Collected data entries:
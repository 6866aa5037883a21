use clap::{ArgAction, Parser, Subcommand, ValueEnum};
use movie_rec_models::FeedbackKind;
use std::path::PathBuf;

mod commands;
mod logging;
mod output;

#[derive(Parser)]
#[command(name = "reelfeed")]
#[command(about = "Reelfeed - personalized movie recommendations in your terminal")]
#[command(version)]
struct Cli {
    /// Enable verbose output (use multiple times for more verbosity: -v, -vv)
    #[arg(short, long, action = ArgAction::Count, global = true)]
    verbose: u8,

    /// Suppress all output except errors
    #[arg(short, long, global = true)]
    quiet: bool,

    /// Output format
    #[arg(long, global = true, default_value = "human", value_enum)]
    output: output::OutputFormat,

    /// Write logs to this file (daily rotation) instead of stderr
    #[arg(long, global = true, value_name = "PATH")]
    log_file: Option<PathBuf>,

    #[command(subcommand)]
    command: Commands,
}

#[derive(Subcommand)]
enum Commands {
    /// Fetch recommendations: the personalized feed, or an explicit search
    Recommend {
        /// Search query instead of the personalized feed
        #[arg(long, value_name = "QUERY")]
        search: Option<String>,

        /// User id (overrides api.user_id from the config)
        #[arg(long)]
        user: Option<u64>,

        /// Skip poster preloading
        #[arg(long, action = ArgAction::SetTrue)]
        no_preload: bool,
    },
    /// Submit like or dislike feedback for a movie
    Feedback {
        movie_id: u64,

        #[arg(value_enum)]
        kind: FeedbackArg,

        /// User id (overrides api.user_id from the config)
        #[arg(long)]
        user: Option<u64>,
    },
    /// Record a click on a movie (best-effort, never fails)
    Click {
        movie_id: u64,

        /// User id (overrides api.user_id from the config)
        #[arg(long)]
        user: Option<u64>,
    },
    /// Show the stored feedback history, newest first
    History {
        /// User id (overrides api.user_id from the config)
        #[arg(long)]
        user: Option<u64>,
    },
    /// Manage configuration and credentials
    Config {
        #[command(subcommand)]
        action: ConfigAction,
    },
}

#[derive(Subcommand)]
enum ConfigAction {
    /// Print the active configuration
    Show,
    /// Write a default config file
    Init,
    /// Store the API token attached to recommender and feedback calls
    SetToken,
}

/// Feedback kinds a user can submit directly. Clicks go through the
/// `click` command instead.
#[derive(Debug, Clone, Copy, ValueEnum)]
enum FeedbackArg {
    Like,
    Dislike,
}

impl From<FeedbackArg> for FeedbackKind {
    fn from(arg: FeedbackArg) -> Self {
        match arg {
            FeedbackArg::Like => FeedbackKind::Like,
            FeedbackArg::Dislike => FeedbackKind::Dislike,
        }
    }
}

#[tokio::main]
async fn main() -> color_eyre::Result<()> {
    color_eyre::install()?;

    let cli = Cli::parse();
    logging::init_logging(cli.verbose, cli.quiet, cli.log_file.clone())
        .map_err(|e| color_eyre::eyre::eyre!("{}", e))?;

    let output = output::Output::new(cli.output, cli.quiet);

    match cli.command {
        Commands::Recommend {
            search,
            user,
            no_preload,
        } => commands::recommend::run(search, user, no_preload, &output).await,
        Commands::Feedback {
            movie_id,
            kind,
            user,
        } => commands::feedback::run_feedback(movie_id, kind.into(), user, &output).await,
        Commands::Click { movie_id, user } => {
            commands::feedback::run_click(movie_id, user, &output).await
        }
        Commands::History { user } => commands::history::run(user, &output).await,
        Commands::Config { action } => commands::config::run(action, &output),
    }
}
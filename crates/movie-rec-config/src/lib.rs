pub mod config;
pub mod credentials;
pub mod paths;

pub use config::{ApiConfig, Config, ImagesConfig, PreloadConfig, RetryConfig};
pub use credentials::CredentialStore;
pub use paths::{container_base_path, PathManager};
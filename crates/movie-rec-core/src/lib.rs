pub mod feed;
pub mod posters;
pub mod preload;
pub mod query;
pub mod reconcile;
pub mod submit;

pub use feed::{Feed, FeedEngine};
pub use posters::{decorate, resolve_poster, ResolvedPoster};
pub use preload::{PreloadReport, PreloadScheduler};
pub use query::synthesize;
pub use reconcile::{build_feedback_map, reconcile};
pub use submit::{record_click, submit_feedback, SubmitOutcome, SubmitResult};
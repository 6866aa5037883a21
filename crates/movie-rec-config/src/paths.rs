use anyhow::Result;
use std::path::{Path, PathBuf};

/// Get the container base path from environment variable, defaulting to "/app"
pub fn container_base_path() -> PathBuf {
    std::env::var("REELFEED_BASE_PATH")
        .map(PathBuf::from)
        .unwrap_or_else(|_| PathBuf::from("/app"))
}

pub struct PathManager {
    config_dir: PathBuf,
    log_dir: PathBuf,
}

impl PathManager {
    pub fn new() -> Result<Self> {
        let base_dir = dirs::config_dir()
            .ok_or_else(|| anyhow::anyhow!("Could not determine config directory"))?
            .join("reelfeed");

        Ok(Self {
            config_dir: base_dir.clone(),
            log_dir: base_dir.join("logs"),
        })
    }

    pub fn from_container_env() -> Self {
        let base = container_base_path();
        Self {
            config_dir: base.clone(),
            log_dir: base.join("logs"),
        }
    }

    pub fn config_dir(&self) -> &Path {
        &self.config_dir
    }

    pub fn log_dir(&self) -> &Path {
        &self.log_dir
    }

    pub fn config_file(&self) -> PathBuf {
        self.config_dir.join("config.toml")
    }

    pub fn credentials_file(&self) -> PathBuf {
        self.config_dir.join("credentials.toml")
    }

    pub fn log_file(&self) -> PathBuf {
        self.log_dir.join("reelfeed.log")
    }

    pub fn ensure_directories(&self) -> Result<()> {
        std::fs::create_dir_all(&self.config_dir)?;
        std::fs::create_dir_all(&self.log_dir)?;
        Ok(())
    }
}

impl Default for PathManager {
    fn default() -> Self {
        // The container base directory only exists inside the image, so
        // its presence selects container paths over platform ones.
        let base = container_base_path();
        if base.exists() {
            return Self::from_container_env();
        }

        Self::new().unwrap_or_else(|_| Self::from_container_env())
    }
}
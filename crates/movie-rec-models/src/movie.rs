use serde::{Deserialize, Serialize};

/// A movie as returned by the remote recommender. Externally owned;
/// everything past `title` is optional on the wire.
#[derive(Debug, Clone, Serialize, Deserialize, PartialEq)]
pub struct MovieSummary {
    pub id: u64,
    pub title: String,
    pub year: Option<u32>,
    pub rating: Option<f32>,
    pub description: Option<String>,
    pub genres: Option<String>,
    pub poster_path: Option<String>,
}
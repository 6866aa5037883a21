use std::sync::atomic::{AtomicUsize, Ordering};
use std::sync::Arc;

use futures::StreamExt;
use movie_rec_models::DecoratedMovie;
use movie_rec_sources::{with_retry, PosterProbe, RetryPolicy};
use serde::Serialize;
use tracing::{debug, warn};

/// Outcome of one preload pass. Informational only; preloading never
/// fails the fetch that requested it.
#[derive(Debug, Clone, Copy, Default, PartialEq, Eq, Serialize)]
pub struct PreloadReport {
    pub attempted: usize,
    pub succeeded: usize,
    pub failed: usize,
}

/// Warms the image cache for a result set ahead of render. Probes run
/// through a bounded worker pool: at most `concurrency` in flight at
/// once, each with its own retry budget, and one poster failing affects
/// nothing but its own counter.
pub struct PreloadScheduler {
    probe: Arc<dyn PosterProbe>,
    concurrency: usize,
    retry: RetryPolicy,
}

impl PreloadScheduler {
    pub fn new(probe: Arc<dyn PosterProbe>, concurrency: usize, retry: RetryPolicy) -> Self {
        Self {
            probe,
            concurrency: concurrency.max(1),
            retry,
        }
    }

    /// Probe every movie that resolved to a real poster URL. The
    /// caller's list is read, never modified; rendering proceeds with
    /// its own fallback mechanics whatever happens here.
    pub async fn preload(&self, movies: &[DecoratedMovie]) -> PreloadReport {
        let urls: Vec<&str> = movies
            .iter()
            .filter(|m| m.has_valid_poster)
            .map(|m| m.poster_url.as_str())
            .collect();
        let attempted = urls.len();
        let succeeded = AtomicUsize::new(0);

        futures::stream::iter(urls)
            .for_each_concurrent(self.concurrency, |url| {
                let succeeded = &succeeded;
                async move {
                    match with_retry(&self.retry, || self.probe.probe(url)).await {
                        Ok(()) => {
                            succeeded.fetch_add(1, Ordering::Relaxed);
                        }
                        Err(err) => warn!("poster preload failed for {}: {}", url, err),
                    }
                }
            })
            .await;

        let succeeded = succeeded.load(Ordering::Relaxed);
        let report = PreloadReport {
            attempted,
            succeeded,
            failed: attempted - succeeded,
        };
        debug!(
            "preloaded {}/{} posters ({} skipped without a poster)",
            report.succeeded,
            report.attempted,
            movies.len() - report.attempted
        );
        report
    }
}

#[cfg(test)]
mod tests {
    use super::*;
    use async_trait::async_trait;
    use movie_rec_models::MovieSummary;
    use movie_rec_sources::SourceError;
    use std::collections::HashSet;
    use std::sync::Mutex;
    use std::time::Duration;

    struct MockProbe {
        calls: AtomicUsize,
        in_flight: AtomicUsize,
        max_in_flight: AtomicUsize,
        seen: Mutex<Vec<String>>,
        failing: HashSet<String>,
    }

    impl MockProbe {
        fn new(failing: &[&str]) -> Self {
            Self {
                calls: AtomicUsize::new(0),
                in_flight: AtomicUsize::new(0),
                max_in_flight: AtomicUsize::new(0),
                seen: Mutex::new(Vec::new()),
                failing: failing.iter().map(|s| s.to_string()).collect(),
            }
        }
    }

    #[async_trait]
    impl PosterProbe for MockProbe {
        async fn probe(&self, url: &str) -> Result<(), SourceError> {
            self.calls.fetch_add(1, Ordering::SeqCst);
            let current = self.in_flight.fetch_add(1, Ordering::SeqCst) + 1;
            self.max_in_flight.fetch_max(current, Ordering::SeqCst);
            self.seen.lock().unwrap().push(url.to_string());

            // Hold the slot long enough for siblings to pile up.
            tokio::time::sleep(Duration::from_millis(10)).await;
            self.in_flight.fetch_sub(1, Ordering::SeqCst);

            if self.failing.contains(url) {
                Err(SourceError::NotFound(url.to_string()))
            } else {
                Ok(())
            }
        }
    }

    fn movie(id: u64, has_poster: bool) -> DecoratedMovie {
        DecoratedMovie {
            movie: MovieSummary {
                id,
                title: format!("Movie{}", id),
                year: None,
                rating: None,
                description: None,
                genres: None,
                poster_path: has_poster.then(|| format!("/p{}.jpg", id)),
            },
            poster_url: if has_poster {
                format!("https://cdn.test/w500/p{}.jpg", id)
            } else {
                "/placeholder-poster.jpg".to_string()
            },
            fallback_poster_url: "/placeholder-poster.jpg".to_string(),
            has_valid_poster: has_poster,
            user_feedback: None,
        }
    }

    fn no_retry() -> RetryPolicy {
        RetryPolicy::new(1, Duration::ZERO)
    }

    #[tokio::test(start_paused = true)]
    async fn test_concurrency_bound_is_respected() {
        let probe = Arc::new(MockProbe::new(&[]));
        let scheduler = PreloadScheduler::new(probe.clone(), 5, no_retry());
        let movies: Vec<_> = (1..=12).map(|i| movie(i, true)).collect();

        let report = scheduler.preload(&movies).await;

        assert_eq!(report.attempted, 12);
        assert_eq!(report.succeeded, 12);
        assert_eq!(probe.calls.load(Ordering::SeqCst), 12);
        assert_eq!(probe.max_in_flight.load(Ordering::SeqCst), 5);
    }

    #[tokio::test(start_paused = true)]
    async fn test_one_failure_never_aborts_siblings() {
        let probe = Arc::new(MockProbe::new(&["https://cdn.test/w500/p3.jpg"]));
        let scheduler = PreloadScheduler::new(probe.clone(), 4, no_retry());
        let movies: Vec<_> = (1..=6).map(|i| movie(i, true)).collect();

        let report = scheduler.preload(&movies).await;

        assert_eq!(report.attempted, 6);
        assert_eq!(report.succeeded, 5);
        assert_eq!(report.failed, 1);
        assert_eq!(probe.calls.load(Ordering::SeqCst), 6);
    }

    #[tokio::test(start_paused = true)]
    async fn test_movies_without_posters_are_skipped() {
        let probe = Arc::new(MockProbe::new(&[]));
        let scheduler = PreloadScheduler::new(probe.clone(), 5, no_retry());
        let movies = vec![movie(1, true), movie(2, false), movie(3, true)];

        let report = scheduler.preload(&movies).await;

        assert_eq!(report.attempted, 2);
        let seen = probe.seen.lock().unwrap().clone();
        assert!(!seen.iter().any(|url| url.contains("placeholder")));
    }

    #[tokio::test(start_paused = true)]
    async fn test_input_list_is_untouched() {
        let probe = Arc::new(MockProbe::new(&["https://cdn.test/w500/p1.jpg"]));
        let scheduler = PreloadScheduler::new(probe, 2, no_retry());
        let movies: Vec<_> = (1..=3).map(|i| movie(i, true)).collect();
        let before = movies.clone();

        scheduler.preload(&movies).await;

        assert_eq!(movies, before);
    }

    #[tokio::test(start_paused = true)]
    async fn test_transient_probe_failures_are_retried() {
        struct FlakyProbe {
            calls: AtomicUsize,
        }

        #[async_trait]
        impl PosterProbe for FlakyProbe {
            async fn probe(&self, _url: &str) -> Result<(), SourceError> {
                let n = self.calls.fetch_add(1, Ordering::SeqCst) + 1;
                if n < 2 {
                    Err(SourceError::Status(
                        reqwest::StatusCode::INTERNAL_SERVER_ERROR,
                    ))
                } else {
                    Ok(())
                }
            }
        }

        let probe = Arc::new(FlakyProbe {
            calls: AtomicUsize::new(0),
        });
        let scheduler = PreloadScheduler::new(
            probe.clone(),
            1,
            RetryPolicy::new(3, Duration::from_millis(10)),
        );
        let movies = vec![movie(1, true)];

        let report = scheduler.preload(&movies).await;

        assert_eq!(report.succeeded, 1);
        assert_eq!(probe.calls.load(Ordering::SeqCst), 2);
    }
}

[Task item] Taking the line with "pub mod paths;" as the first and the line with "pub mod posters;" as the last, retype that stretch of the data above exactly, with no other lines.

[Final answer]
pub mod paths;

pub use config::{ApiConfig, Config, ImagesConfig, PreloadConfig, RetryConfig};
pub use credentials::CredentialStore;
pub use paths::{container_base_path, PathManager};
filename crates/movie-rec-core/src/lib.rs
pub mod feed;
pub mod posters;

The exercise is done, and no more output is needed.